- **ASSIGNMENT**:
From the records below, set down exactly the lines starting with the line that contains "pub fn name(&self, id: VarId)" and going on through the line that contains "pub fn iter(&self)". Nothing else is wanted.

[Saved data entries]
____

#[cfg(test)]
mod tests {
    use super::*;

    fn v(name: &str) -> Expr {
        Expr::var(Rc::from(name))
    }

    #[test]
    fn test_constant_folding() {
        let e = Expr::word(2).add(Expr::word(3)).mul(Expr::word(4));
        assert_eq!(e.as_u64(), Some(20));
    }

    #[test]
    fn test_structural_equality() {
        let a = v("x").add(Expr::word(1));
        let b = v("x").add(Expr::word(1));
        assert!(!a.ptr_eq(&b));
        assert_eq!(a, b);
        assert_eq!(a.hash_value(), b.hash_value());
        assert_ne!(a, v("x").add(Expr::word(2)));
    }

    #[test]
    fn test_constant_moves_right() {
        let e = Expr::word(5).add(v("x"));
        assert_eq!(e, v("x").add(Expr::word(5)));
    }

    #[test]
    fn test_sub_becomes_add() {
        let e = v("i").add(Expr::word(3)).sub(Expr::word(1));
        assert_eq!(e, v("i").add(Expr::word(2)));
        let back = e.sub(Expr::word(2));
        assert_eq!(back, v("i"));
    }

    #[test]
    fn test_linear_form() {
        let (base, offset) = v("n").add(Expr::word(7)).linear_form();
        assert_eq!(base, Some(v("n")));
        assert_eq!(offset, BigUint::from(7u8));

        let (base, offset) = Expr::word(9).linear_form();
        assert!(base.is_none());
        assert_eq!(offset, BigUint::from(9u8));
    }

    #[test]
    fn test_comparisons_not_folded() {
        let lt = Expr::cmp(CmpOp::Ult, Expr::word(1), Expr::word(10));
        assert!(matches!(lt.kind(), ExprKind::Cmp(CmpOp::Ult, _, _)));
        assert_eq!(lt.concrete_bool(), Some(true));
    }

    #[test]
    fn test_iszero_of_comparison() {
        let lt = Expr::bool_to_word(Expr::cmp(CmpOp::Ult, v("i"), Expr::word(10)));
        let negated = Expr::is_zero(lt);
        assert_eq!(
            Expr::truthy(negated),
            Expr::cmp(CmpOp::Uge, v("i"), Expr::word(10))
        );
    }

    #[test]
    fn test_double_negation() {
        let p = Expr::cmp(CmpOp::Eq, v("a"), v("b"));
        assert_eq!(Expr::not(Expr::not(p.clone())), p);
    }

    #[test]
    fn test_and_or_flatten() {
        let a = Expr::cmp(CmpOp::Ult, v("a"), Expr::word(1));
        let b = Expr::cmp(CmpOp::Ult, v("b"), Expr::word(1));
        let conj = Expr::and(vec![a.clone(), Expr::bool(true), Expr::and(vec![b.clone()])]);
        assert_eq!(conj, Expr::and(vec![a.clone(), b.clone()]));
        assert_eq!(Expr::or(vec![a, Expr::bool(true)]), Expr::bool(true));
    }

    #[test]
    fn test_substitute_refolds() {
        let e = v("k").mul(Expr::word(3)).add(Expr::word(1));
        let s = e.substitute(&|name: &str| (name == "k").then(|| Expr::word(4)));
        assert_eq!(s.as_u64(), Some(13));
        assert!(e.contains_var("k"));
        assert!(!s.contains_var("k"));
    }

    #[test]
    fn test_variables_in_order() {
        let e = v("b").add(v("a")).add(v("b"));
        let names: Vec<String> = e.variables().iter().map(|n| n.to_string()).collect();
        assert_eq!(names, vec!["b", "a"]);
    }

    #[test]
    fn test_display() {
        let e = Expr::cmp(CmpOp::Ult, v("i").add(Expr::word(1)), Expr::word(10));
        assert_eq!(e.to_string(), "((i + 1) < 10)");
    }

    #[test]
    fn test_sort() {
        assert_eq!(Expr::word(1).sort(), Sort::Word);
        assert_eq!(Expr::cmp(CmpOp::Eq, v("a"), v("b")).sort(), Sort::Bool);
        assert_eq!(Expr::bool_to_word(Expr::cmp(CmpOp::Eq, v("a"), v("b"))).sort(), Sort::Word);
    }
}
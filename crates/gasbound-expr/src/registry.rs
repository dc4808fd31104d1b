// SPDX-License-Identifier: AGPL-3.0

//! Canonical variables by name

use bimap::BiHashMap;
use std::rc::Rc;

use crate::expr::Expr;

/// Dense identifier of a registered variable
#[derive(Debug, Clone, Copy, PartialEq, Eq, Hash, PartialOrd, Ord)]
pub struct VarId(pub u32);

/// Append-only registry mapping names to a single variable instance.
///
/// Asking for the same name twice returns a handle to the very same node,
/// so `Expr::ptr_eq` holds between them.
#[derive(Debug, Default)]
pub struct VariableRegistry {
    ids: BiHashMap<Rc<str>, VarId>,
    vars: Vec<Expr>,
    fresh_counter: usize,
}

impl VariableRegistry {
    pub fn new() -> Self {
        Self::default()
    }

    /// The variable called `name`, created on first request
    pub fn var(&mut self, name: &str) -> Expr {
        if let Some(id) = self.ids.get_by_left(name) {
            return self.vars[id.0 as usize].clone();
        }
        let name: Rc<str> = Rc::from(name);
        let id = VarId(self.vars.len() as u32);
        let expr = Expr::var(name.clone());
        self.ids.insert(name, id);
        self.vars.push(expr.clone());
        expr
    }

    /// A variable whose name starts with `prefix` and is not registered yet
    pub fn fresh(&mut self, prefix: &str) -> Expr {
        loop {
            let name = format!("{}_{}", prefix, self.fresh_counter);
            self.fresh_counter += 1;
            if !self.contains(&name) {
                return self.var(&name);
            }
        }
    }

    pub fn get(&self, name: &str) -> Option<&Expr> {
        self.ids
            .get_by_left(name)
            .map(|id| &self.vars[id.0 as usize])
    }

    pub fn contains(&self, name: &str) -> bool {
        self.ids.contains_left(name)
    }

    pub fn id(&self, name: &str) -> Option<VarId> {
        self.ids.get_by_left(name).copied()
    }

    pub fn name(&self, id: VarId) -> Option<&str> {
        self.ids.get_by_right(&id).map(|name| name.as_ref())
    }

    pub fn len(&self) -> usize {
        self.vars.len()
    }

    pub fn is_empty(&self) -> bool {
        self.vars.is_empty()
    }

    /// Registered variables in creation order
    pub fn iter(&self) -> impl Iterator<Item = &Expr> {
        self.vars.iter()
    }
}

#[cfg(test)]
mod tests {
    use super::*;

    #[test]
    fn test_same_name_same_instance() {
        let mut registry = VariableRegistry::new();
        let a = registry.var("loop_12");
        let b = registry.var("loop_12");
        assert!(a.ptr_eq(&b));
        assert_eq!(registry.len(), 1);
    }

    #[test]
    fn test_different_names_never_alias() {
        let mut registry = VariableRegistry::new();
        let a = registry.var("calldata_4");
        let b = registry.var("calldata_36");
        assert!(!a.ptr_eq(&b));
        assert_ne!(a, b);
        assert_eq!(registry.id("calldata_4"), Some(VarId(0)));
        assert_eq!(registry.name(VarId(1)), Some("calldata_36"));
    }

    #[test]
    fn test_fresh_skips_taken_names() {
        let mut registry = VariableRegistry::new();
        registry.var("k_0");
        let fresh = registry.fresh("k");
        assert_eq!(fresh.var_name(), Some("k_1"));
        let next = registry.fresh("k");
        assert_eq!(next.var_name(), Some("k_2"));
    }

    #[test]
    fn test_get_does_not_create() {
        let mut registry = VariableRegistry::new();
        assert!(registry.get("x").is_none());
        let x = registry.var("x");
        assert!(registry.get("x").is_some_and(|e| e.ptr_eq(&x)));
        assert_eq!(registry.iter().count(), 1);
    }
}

____

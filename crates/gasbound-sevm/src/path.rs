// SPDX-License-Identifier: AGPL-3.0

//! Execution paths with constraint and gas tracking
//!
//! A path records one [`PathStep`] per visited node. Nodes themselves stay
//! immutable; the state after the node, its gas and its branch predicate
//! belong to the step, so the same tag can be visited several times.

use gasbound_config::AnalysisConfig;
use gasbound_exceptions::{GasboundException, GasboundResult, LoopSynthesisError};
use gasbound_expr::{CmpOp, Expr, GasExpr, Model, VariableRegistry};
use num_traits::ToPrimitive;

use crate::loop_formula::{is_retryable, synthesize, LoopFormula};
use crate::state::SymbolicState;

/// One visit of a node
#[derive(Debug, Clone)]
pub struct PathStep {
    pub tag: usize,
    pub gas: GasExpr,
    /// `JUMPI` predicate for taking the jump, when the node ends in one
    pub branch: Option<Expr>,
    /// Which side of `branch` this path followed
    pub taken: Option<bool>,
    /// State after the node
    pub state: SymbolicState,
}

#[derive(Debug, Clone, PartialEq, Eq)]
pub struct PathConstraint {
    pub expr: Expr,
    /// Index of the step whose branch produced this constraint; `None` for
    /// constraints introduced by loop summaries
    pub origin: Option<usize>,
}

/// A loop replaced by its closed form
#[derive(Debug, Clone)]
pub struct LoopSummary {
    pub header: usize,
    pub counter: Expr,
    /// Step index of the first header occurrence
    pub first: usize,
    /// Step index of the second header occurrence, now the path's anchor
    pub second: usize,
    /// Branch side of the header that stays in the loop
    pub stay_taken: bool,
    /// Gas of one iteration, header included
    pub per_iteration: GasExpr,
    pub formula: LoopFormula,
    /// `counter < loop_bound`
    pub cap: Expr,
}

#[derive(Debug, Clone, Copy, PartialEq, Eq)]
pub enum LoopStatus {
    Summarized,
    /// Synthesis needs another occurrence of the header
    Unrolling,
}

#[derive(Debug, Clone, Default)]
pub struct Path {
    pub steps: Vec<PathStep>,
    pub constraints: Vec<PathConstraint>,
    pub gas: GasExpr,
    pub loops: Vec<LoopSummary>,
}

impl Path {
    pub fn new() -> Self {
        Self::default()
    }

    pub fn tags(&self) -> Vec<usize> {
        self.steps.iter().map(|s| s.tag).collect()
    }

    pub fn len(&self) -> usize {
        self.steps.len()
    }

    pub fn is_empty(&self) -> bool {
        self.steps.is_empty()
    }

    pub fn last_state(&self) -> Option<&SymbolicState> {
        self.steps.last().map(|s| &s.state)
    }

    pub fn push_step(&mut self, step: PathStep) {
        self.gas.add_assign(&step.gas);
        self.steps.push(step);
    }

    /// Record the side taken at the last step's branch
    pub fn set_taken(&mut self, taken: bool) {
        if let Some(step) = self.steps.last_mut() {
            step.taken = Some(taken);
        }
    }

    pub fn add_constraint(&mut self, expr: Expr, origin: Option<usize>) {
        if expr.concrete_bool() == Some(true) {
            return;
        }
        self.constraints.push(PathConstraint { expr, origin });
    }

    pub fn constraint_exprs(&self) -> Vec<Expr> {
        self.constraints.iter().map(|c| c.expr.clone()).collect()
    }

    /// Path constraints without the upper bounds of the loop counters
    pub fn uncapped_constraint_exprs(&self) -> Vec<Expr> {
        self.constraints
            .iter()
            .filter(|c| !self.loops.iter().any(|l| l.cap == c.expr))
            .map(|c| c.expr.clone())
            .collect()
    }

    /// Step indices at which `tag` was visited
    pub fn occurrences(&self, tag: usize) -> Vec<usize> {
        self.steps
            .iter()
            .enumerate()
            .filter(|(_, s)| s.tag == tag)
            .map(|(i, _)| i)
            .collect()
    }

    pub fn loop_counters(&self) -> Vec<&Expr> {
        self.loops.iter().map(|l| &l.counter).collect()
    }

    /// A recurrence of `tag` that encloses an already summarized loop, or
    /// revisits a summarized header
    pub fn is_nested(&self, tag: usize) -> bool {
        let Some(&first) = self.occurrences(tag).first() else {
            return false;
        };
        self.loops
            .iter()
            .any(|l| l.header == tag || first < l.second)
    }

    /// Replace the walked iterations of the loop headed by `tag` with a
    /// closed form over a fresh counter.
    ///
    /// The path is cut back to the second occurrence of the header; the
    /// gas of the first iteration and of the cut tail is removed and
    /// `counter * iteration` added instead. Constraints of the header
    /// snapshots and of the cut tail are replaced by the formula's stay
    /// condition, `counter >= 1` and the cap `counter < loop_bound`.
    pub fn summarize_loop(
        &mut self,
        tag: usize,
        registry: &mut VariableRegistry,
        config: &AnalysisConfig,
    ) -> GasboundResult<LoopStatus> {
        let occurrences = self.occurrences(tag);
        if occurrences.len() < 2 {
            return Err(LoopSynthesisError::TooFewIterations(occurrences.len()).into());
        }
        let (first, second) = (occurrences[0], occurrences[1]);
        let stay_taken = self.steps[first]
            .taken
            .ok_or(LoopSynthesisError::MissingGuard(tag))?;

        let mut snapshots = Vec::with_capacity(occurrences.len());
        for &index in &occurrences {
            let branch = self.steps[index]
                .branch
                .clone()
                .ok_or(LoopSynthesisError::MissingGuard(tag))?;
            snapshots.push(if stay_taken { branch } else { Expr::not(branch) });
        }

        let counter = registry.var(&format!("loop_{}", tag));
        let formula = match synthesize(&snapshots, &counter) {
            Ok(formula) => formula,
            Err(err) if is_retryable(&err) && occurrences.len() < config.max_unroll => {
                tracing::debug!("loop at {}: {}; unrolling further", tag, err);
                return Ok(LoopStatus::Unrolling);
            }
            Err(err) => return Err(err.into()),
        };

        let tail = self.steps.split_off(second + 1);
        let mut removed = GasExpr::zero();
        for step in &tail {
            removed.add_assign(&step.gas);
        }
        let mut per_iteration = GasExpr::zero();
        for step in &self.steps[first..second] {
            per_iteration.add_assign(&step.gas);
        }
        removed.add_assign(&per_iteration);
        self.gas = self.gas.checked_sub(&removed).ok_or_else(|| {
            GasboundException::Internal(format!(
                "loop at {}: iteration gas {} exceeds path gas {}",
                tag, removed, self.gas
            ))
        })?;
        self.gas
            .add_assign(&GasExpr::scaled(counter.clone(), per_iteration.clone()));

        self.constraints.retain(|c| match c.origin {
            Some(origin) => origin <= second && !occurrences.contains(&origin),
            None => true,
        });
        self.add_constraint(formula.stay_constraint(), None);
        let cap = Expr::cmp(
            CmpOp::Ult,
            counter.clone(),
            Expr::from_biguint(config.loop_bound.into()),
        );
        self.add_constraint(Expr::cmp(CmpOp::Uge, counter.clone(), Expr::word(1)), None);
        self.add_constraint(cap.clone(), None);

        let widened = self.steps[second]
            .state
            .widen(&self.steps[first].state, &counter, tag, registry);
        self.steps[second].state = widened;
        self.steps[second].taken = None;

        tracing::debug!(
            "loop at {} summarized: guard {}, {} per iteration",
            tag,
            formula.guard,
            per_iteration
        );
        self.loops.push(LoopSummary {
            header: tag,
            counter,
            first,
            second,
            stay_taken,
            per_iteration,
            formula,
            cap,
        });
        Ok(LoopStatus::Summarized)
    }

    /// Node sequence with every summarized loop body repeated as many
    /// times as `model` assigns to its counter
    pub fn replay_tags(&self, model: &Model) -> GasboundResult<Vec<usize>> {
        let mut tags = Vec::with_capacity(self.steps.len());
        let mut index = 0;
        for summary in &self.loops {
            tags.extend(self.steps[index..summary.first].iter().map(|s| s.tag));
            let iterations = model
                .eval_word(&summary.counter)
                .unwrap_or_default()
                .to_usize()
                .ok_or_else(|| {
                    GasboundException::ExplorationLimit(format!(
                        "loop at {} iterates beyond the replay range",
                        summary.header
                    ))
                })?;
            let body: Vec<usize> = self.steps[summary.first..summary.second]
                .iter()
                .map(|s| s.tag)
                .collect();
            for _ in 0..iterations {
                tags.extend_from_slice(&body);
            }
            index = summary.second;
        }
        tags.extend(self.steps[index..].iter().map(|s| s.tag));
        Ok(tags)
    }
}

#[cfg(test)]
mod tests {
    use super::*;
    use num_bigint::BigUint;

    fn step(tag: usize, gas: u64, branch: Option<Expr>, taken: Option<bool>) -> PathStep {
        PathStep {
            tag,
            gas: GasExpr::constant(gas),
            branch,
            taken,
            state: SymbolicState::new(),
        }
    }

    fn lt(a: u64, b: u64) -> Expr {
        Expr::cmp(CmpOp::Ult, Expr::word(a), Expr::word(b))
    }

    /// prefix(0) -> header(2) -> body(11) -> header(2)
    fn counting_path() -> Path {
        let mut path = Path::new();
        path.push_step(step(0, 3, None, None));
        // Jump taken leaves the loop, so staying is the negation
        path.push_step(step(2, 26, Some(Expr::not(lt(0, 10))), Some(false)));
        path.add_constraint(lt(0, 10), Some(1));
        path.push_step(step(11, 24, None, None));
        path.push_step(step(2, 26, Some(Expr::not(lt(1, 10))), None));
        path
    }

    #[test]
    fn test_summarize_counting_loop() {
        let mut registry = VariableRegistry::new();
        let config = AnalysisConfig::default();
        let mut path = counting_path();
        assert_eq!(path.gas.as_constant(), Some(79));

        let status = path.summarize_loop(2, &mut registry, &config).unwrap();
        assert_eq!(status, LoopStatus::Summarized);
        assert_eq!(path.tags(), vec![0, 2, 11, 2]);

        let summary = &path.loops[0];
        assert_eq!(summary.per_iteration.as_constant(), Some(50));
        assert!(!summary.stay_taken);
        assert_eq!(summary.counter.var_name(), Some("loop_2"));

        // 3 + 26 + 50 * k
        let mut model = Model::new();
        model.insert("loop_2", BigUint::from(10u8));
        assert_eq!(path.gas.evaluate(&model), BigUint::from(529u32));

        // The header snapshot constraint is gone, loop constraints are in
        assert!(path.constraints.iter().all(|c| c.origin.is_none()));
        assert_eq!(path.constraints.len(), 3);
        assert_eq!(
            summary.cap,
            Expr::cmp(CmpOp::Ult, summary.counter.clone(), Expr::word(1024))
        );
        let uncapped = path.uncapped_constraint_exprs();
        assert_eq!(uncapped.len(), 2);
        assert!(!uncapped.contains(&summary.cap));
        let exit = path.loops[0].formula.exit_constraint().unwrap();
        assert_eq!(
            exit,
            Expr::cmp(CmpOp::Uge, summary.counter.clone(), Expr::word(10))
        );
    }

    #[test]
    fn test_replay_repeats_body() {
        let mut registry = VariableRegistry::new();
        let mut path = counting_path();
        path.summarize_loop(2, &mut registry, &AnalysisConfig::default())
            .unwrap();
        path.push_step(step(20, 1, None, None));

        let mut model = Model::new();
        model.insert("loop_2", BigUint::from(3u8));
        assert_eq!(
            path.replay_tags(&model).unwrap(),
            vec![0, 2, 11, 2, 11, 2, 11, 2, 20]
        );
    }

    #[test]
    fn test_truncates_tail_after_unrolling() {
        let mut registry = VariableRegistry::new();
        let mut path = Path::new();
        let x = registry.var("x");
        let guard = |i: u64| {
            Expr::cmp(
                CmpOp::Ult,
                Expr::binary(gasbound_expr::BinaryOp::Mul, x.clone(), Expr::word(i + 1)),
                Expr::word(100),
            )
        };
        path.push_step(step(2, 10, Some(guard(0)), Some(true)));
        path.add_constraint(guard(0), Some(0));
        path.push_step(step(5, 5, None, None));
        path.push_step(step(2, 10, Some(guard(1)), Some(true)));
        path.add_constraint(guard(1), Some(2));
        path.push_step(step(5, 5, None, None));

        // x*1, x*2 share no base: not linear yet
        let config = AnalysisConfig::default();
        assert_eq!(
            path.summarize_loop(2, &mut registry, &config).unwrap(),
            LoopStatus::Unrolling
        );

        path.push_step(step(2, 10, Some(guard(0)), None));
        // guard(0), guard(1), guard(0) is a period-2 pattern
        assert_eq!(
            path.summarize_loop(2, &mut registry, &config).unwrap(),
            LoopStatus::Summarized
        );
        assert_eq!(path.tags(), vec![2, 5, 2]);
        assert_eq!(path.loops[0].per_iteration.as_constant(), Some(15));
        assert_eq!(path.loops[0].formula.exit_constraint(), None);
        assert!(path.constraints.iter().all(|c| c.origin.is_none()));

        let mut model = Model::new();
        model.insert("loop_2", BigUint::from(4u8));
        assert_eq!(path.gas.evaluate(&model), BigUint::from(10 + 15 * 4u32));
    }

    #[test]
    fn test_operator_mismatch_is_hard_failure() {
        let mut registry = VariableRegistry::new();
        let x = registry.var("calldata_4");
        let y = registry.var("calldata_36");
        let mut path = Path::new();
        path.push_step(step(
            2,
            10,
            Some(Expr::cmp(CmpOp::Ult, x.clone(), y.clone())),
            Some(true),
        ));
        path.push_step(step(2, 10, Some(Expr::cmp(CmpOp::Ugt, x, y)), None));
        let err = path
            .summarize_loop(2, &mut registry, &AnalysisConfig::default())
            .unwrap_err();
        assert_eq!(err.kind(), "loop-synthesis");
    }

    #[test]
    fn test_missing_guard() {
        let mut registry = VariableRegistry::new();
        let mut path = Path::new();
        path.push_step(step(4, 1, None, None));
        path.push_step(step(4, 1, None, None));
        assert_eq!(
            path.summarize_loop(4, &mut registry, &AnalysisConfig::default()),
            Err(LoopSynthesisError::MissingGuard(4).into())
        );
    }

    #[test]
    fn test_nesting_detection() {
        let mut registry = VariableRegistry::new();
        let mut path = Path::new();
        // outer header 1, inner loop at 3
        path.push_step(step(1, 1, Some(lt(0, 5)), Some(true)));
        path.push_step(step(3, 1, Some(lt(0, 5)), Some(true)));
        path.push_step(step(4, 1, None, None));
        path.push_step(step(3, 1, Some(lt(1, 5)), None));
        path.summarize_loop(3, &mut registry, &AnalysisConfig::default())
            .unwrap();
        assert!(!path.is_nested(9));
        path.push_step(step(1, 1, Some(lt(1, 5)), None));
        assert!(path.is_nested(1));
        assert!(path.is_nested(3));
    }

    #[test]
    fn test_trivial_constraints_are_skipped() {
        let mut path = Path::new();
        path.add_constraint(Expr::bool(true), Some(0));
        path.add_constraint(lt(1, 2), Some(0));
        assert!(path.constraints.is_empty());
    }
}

____

- **OUTPUT**:
    pub fn name(&self, id: VarId) -> Option<&str> {
        self.ids.get_by_right(&id).map(|name| name.as_ref())
    }

    pub fn len(&self) -> usize {
        self.vars.len()
    }

    pub fn is_empty(&self) -> bool {
        self.vars.is_empty()
    }

    /// Registered variables in creation order
    pub fn iter(&self) -> impl Iterator<Item = &Expr> {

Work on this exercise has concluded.